_Task instructions_
Repeat the data below with no changes.

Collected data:
● ● ● ● ● ● ●
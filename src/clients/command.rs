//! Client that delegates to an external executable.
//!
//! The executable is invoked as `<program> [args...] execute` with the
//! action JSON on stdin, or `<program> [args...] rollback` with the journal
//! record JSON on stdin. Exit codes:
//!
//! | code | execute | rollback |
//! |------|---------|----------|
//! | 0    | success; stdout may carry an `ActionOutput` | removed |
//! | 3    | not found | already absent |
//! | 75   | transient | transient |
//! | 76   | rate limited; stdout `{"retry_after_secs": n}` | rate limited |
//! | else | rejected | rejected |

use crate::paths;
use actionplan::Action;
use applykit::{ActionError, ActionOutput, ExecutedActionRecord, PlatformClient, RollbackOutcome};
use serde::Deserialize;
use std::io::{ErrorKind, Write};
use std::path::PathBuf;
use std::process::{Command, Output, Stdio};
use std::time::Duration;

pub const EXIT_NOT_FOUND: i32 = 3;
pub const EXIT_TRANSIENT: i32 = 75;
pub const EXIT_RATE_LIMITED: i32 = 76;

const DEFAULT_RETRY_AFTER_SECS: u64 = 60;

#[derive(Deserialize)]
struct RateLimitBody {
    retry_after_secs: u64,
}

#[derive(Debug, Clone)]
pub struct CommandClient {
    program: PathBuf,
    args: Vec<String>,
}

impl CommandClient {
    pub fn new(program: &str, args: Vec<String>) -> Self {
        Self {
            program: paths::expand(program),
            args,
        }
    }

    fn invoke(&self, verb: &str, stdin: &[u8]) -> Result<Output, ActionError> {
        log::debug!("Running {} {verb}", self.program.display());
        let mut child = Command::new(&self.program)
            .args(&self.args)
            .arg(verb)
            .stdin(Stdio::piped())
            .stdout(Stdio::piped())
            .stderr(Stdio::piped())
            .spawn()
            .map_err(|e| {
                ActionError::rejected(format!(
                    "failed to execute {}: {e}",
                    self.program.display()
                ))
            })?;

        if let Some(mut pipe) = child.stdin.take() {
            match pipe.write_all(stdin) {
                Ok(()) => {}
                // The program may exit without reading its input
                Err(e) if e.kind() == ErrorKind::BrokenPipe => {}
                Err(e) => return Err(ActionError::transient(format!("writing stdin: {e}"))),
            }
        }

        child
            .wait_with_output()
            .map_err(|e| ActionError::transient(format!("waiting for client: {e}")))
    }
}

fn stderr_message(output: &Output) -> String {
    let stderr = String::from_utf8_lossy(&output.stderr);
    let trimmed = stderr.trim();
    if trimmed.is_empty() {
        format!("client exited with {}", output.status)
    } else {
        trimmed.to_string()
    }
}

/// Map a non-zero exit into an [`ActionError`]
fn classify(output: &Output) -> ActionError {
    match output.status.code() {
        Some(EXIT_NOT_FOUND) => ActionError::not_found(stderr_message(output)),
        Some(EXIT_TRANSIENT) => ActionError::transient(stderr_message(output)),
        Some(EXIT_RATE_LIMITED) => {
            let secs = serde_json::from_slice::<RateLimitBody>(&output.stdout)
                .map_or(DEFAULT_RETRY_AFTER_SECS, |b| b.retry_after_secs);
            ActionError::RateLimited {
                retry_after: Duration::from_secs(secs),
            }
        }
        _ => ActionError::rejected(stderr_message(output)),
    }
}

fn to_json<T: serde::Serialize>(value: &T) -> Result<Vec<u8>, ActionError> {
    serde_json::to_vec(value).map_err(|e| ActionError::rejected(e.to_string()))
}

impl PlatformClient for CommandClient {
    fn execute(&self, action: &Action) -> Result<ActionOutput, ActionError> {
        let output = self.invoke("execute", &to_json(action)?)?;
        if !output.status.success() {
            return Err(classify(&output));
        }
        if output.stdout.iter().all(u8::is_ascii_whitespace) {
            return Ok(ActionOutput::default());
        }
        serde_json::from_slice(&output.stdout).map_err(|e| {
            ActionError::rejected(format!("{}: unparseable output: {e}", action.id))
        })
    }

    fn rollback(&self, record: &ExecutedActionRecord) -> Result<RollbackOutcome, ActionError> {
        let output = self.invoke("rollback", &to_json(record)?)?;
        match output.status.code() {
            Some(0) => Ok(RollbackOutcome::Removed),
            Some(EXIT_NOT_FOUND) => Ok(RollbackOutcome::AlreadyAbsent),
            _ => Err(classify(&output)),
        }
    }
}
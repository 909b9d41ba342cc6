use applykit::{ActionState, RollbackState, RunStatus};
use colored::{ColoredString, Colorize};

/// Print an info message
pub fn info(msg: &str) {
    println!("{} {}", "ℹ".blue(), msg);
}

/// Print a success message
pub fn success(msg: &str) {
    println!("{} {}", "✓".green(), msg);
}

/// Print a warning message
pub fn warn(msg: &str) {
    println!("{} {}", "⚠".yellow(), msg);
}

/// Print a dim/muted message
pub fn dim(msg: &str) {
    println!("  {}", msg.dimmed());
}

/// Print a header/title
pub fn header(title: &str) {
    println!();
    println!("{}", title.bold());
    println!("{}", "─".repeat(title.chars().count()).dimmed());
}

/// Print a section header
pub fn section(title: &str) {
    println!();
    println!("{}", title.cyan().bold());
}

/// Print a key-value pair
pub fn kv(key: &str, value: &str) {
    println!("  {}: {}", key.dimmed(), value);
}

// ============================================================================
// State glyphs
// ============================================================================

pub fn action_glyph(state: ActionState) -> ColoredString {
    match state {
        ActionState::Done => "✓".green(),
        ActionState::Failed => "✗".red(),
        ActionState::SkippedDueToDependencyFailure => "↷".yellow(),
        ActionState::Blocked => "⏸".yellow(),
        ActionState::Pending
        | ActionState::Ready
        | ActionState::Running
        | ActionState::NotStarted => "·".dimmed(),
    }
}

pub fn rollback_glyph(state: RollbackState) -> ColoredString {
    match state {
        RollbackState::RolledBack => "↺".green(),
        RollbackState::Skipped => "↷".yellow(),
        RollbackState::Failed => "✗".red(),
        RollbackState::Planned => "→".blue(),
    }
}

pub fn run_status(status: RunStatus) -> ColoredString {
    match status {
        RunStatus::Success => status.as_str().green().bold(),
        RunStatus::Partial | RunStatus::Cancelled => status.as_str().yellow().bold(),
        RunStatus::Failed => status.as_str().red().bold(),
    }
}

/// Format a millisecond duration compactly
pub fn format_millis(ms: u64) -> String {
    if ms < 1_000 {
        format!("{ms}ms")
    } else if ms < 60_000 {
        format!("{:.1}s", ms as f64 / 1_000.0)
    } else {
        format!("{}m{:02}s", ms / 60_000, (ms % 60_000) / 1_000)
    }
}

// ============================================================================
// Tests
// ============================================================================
● ● ● ● ● ● ●
_Solution to this problem_
filename src/clients/command.rs
//! Client that delegates to an external executable.
//!
//! The executable is invoked as `<program> [args...] execute` with the
//! action JSON on stdin, or `<program> [args...] rollback` with the journal
//! record JSON on stdin. Exit codes:
//!
//! | code | execute | rollback |
//! |------|---------|----------|
//! | 0    | success; stdout may carry an `ActionOutput` | removed |
//! | 3    | not found | already absent |
//! | 75   | transient | transient |
//! | 76   | rate limited; stdout `{"retry_after_secs": n}` | rate limited |
//! | else | rejected | rejected |

use crate::paths;
use actionplan::Action;
use applykit::{ActionError, ActionOutput, ExecutedActionRecord, PlatformClient, RollbackOutcome};
use serde::Deserialize;
use std::io::{ErrorKind, Write};
use std::path::PathBuf;
use std::process::{Command, Output, Stdio};
use std::time::Duration;

pub const EXIT_NOT_FOUND: i32 = 3;
pub const EXIT_TRANSIENT: i32 = 75;
pub const EXIT_RATE_LIMITED: i32 = 76;

const DEFAULT_RETRY_AFTER_SECS: u64 = 60;

#[derive(Deserialize)]
struct RateLimitBody {
    retry_after_secs: u64,
}

#[derive(Debug, Clone)]
pub struct CommandClient {
    program: PathBuf,
    args: Vec<String>,
}

impl CommandClient {
    pub fn new(program: &str, args: Vec<String>) -> Self {
        Self {
            program: paths::expand(program),
            args,
        }
    }

    fn invoke(&self, verb: &str, stdin: &[u8]) -> Result<Output, ActionError> {
        log::debug!("Running {} {verb}", self.program.display());
        let mut child = Command::new(&self.program)
            .args(&self.args)
            .arg(verb)
            .stdin(Stdio::piped())
            .stdout(Stdio::piped())
            .stderr(Stdio::piped())
            .spawn()
            .map_err(|e| {
                ActionError::rejected(format!(
                    "failed to execute {}: {e}",
                    self.program.display()
                ))
            })?;

        if let Some(mut pipe) = child.stdin.take() {
            match pipe.write_all(stdin) {
                Ok(()) => {}
                // The program may exit without reading its input
                Err(e) if e.kind() == ErrorKind::BrokenPipe => {}
                Err(e) => return Err(ActionError::transient(format!("writing stdin: {e}"))),
            }
        }

        child
            .wait_with_output()
            .map_err(|e| ActionError::transient(format!("waiting for client: {e}")))
    }
}

fn stderr_message(output: &Output) -> String {
    let stderr = String::from_utf8_lossy(&output.stderr);
    let trimmed = stderr.trim();
    if trimmed.is_empty() {
        format!("client exited with {}", output.status)
    } else {
        trimmed.to_string()
    }
}

/// Map a non-zero exit into an [`ActionError`]
fn classify(output: &Output) -> ActionError {
    match output.status.code() {
        Some(EXIT_NOT_FOUND) => ActionError::not_found(stderr_message(output)),
        Some(EXIT_TRANSIENT) => ActionError::transient(stderr_message(output)),
        Some(EXIT_RATE_LIMITED) => {
            let secs = serde_json::from_slice::<RateLimitBody>(&output.stdout)
                .map_or(DEFAULT_RETRY_AFTER_SECS, |b| b.retry_after_secs);
            ActionError::RateLimited {
                retry_after: Duration::from_secs(secs),
            }
        }
        _ => ActionError::rejected(stderr_message(output)),
    }
}

fn to_json<T: serde::Serialize>(value: &T) -> Result<Vec<u8>, ActionError> {
    serde_json::to_vec(value).map_err(|e| ActionError::rejected(e.to_string()))
}

impl PlatformClient for CommandClient {
    fn execute(&self, action: &Action) -> Result<ActionOutput, ActionError> {
        let output = self.invoke("execute", &to_json(action)?)?;
        if !output.status.success() {
            return Err(classify(&output));
        }
        if output.stdout.iter().all(u8::is_ascii_whitespace) {
            return Ok(ActionOutput::default());
        }
        serde_json::from_slice(&output.stdout).map_err(|e| {
            ActionError::rejected(format!("{}: unparseable output: {e}", action.id))
        })
    }

    fn rollback(&self, record: &ExecutedActionRecord) -> Result<RollbackOutcome, ActionError> {
        let output = self.invoke("rollback", &to_json(record)?)?;
        match output.status.code() {
            Some(0) => Ok(RollbackOutcome::Removed),
            Some(EXIT_NOT_FOUND) => Ok(RollbackOutcome::AlreadyAbsent),
            _ => Err(classify(&output)),
        }
    }
}
repository 909b9d41ba342cc6
use applykit::{ActionState, RollbackState, RunStatus};
use colored::{ColoredString, Colorize};

/// Print an info message
pub fn info(msg: &str) {
    println!("{} {}", "ℹ".blue(), msg);
}

/// Print a success message
pub fn success(msg: &str) {
    println!("{} {}", "✓".green(), msg);
}

/// Print a warning message
pub fn warn(msg: &str) {
    println!("{} {}", "⚠".yellow(), msg);
}

/// Print a dim/muted message
pub fn dim(msg: &str) {
    println!("  {}", msg.dimmed());
}

/// Print a header/title
pub fn header(title: &str) {
    println!();
    println!("{}", title.bold());
    println!("{}", "─".repeat(title.chars().count()).dimmed());
}

/// Print a section header
pub fn section(title: &str) {
    println!();
    println!("{}", title.cyan().bold());
}

/// Print a key-value pair
pub fn kv(key: &str, value: &str) {
    println!("  {}: {}", key.dimmed(), value);
}

// ============================================================================
// State glyphs
// ============================================================================

pub fn action_glyph(state: ActionState) -> ColoredString {
    match state {
        ActionState::Done => "✓".green(),
        ActionState::Failed => "✗".red(),
        ActionState::SkippedDueToDependencyFailure => "↷".yellow(),
        ActionState::Blocked => "⏸".yellow(),
        ActionState::Pending
        | ActionState::Ready
        | ActionState::Running
        | ActionState::NotStarted => "·".dimmed(),
    }
}

pub fn rollback_glyph(state: RollbackState) -> ColoredString {
    match state {
        RollbackState::RolledBack => "↺".green(),
        RollbackState::Skipped => "↷".yellow(),
        RollbackState::Failed => "✗".red(),
        RollbackState::Planned => "→".blue(),
    }
}

pub fn run_status(status: RunStatus) -> ColoredString {
    match status {
        RunStatus::Success => status.as_str().green().bold(),
        RunStatus::Partial | RunStatus::Cancelled => status.as_str().yellow().bold(),
        RunStatus::Failed => status.as_str().red().bold(),
    }
}

/// Format a millisecond duration compactly
pub fn format_millis(ms: u64) -> String {
    if ms < 1_000 {
        format!("{ms}ms")
    } else if ms < 60_000 {
        format!("{:.1}s", ms as f64 / 1_000.0)
    } else {
        format!("{}m{:02}s", ms / 60_000, (ms % 60_000) / 1_000)
    }
}

// ============================================================================
// Tests
// ============================================================================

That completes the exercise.